Acute exposure to CBD also yielded similar results in the expression of P-gp and experiments also indicated a dose-response mechanism associated with CBD exposure (that is, higher concentrations of CBD lead to a more pronounced effect).

It is of great importance to note that many of the drugs that are safe to prescribe during pregnancy are substrates of both P-gp and BCRP receptors (such as Loratadine). Substrates are molecules that interact with specific receptors. Furthermore, disruption in the levels of these receptors can potentially lead to a dysfunctional placenta and a vulnerable/unprotected fetus.

CBD and pregnancy: potential benefits of CBD during gestation.

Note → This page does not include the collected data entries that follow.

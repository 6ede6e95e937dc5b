//! Commands entering the pipeline
//!
//! Voice, HTTP and scheduler front-ends all produce a [`Command`] and hand it
//! to the same [`CommandPipeline`].

use std::fmt;

use chrono::{DateTime, Utc};
use uuid::Uuid;

/// Where a command came from
#[derive(Debug, Clone, Copy, PartialEq, Eq, Hash, serde::Serialize)]
#[serde(rename_all = "snake_case")]
pub enum Origin {
    /// Transcribed from the microphone after a wake word
    Voice,
    /// Submitted through the HTTP API
    Api,
    /// Fired by a scheduled job
    Schedule,
}

impl fmt::Display for Origin {
    fn fmt(&self, f: &mut fmt::Formatter<'_>) -> fmt::Result {
        match self {
            Self::Voice => write!(f, "voice"),
            Self::Api => write!(f, "api"),
            Self::Schedule => write!(f, "schedule"),
        }
    }
}

/// Raw command text plus its origin
///
/// Created once when text becomes available and consumed once by the router.
#[derive(Debug, Clone)]
pub struct Command {
    id: Uuid,
    text: String,
    origin: Origin,
    received_at: DateTime<Utc>,
}

impl Command {
    /// Create a command with the given origin
    #[must_use]
    pub fn new(text: impl Into<String>, origin: Origin) -> Self {
        Self {
            id: Uuid::new_v4(),
            text: text.into(),
            origin,
            received_at: Utc::now(),
        }
    }

    /// Command transcribed from speech
    #[must_use]
    pub fn voice(text: impl Into<String>) -> Self {
        Self::new(text, Origin::Voice)
    }

    /// Command submitted over HTTP
    #[must_use]
    pub fn api(text: impl Into<String>) -> Self {
        Self::new(text, Origin::Api)
    }

    /// Command fired by the scheduler
    #[must_use]
    pub fn schedule(text: impl Into<String>) -> Self {
        Self::new(text, Origin::Schedule)
    }

    #[must_use]
    pub const fn id(&self) -> Uuid {
        self.id
    }

    #[must_use]
    pub fn text(&self) -> &str {
        &self.text
    }

    #[must_use]
    pub const fn origin(&self) -> Origin {
        self.origin
    }

    #[must_use]
    pub const fn received_at(&self) -> DateTime<Utc> {
        self.received_at
    }
}

/// The single entry point shared by every front-end
///
/// Implementations never panic outward and always return non-empty text.
pub trait CommandPipeline: Send + Sync {
    /// Run a command through parse, dispatch and reply delivery
    fn process_command(&self, command: Command) -> String;
}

The effects of cannabinoids, in particular CBD, are not always detrimental in pregnancy as some research reports suggest otherwise. An article on Cannabis use in pregnancy and early life consequences points out that CBD may have antipsychotic, anxiolytic, and neuroprotective properties and can counteract the adverse effects of cannabis use (from THC) during pregnancy.

CBD’s antioxidant properties have also been linked to reduce cellular stress due to ROS (reactive-oxygen species). This property may inherently protect against damage to DNA or other important structures in the cell. Although it may be less clear as to how this may affect the fetus, it may confer certain benefits for the mother as antioxidants are important during gestation.

How CBD will be involved in pregnancy in the future

As always, many of the claims on CBD and the potential risks/benefits of its use for certain conditions need to be further studied. In the case of CBD and pregnancy, even though there seems to be more risks than benefits, this truly depends on many other factors such as dosage, frequency or the trimester at which it is given.

Particularly, because many cannabinoids work in a dose-response fashion, it is more important than ever for researchers to study at what dosage are these compounds conferring health benefits with limited side effects. All in all, the moral of the story suggests that research needs to continue on this matter and that no recommendations can yet be made for pregnant women that may be interested in using CBD based products.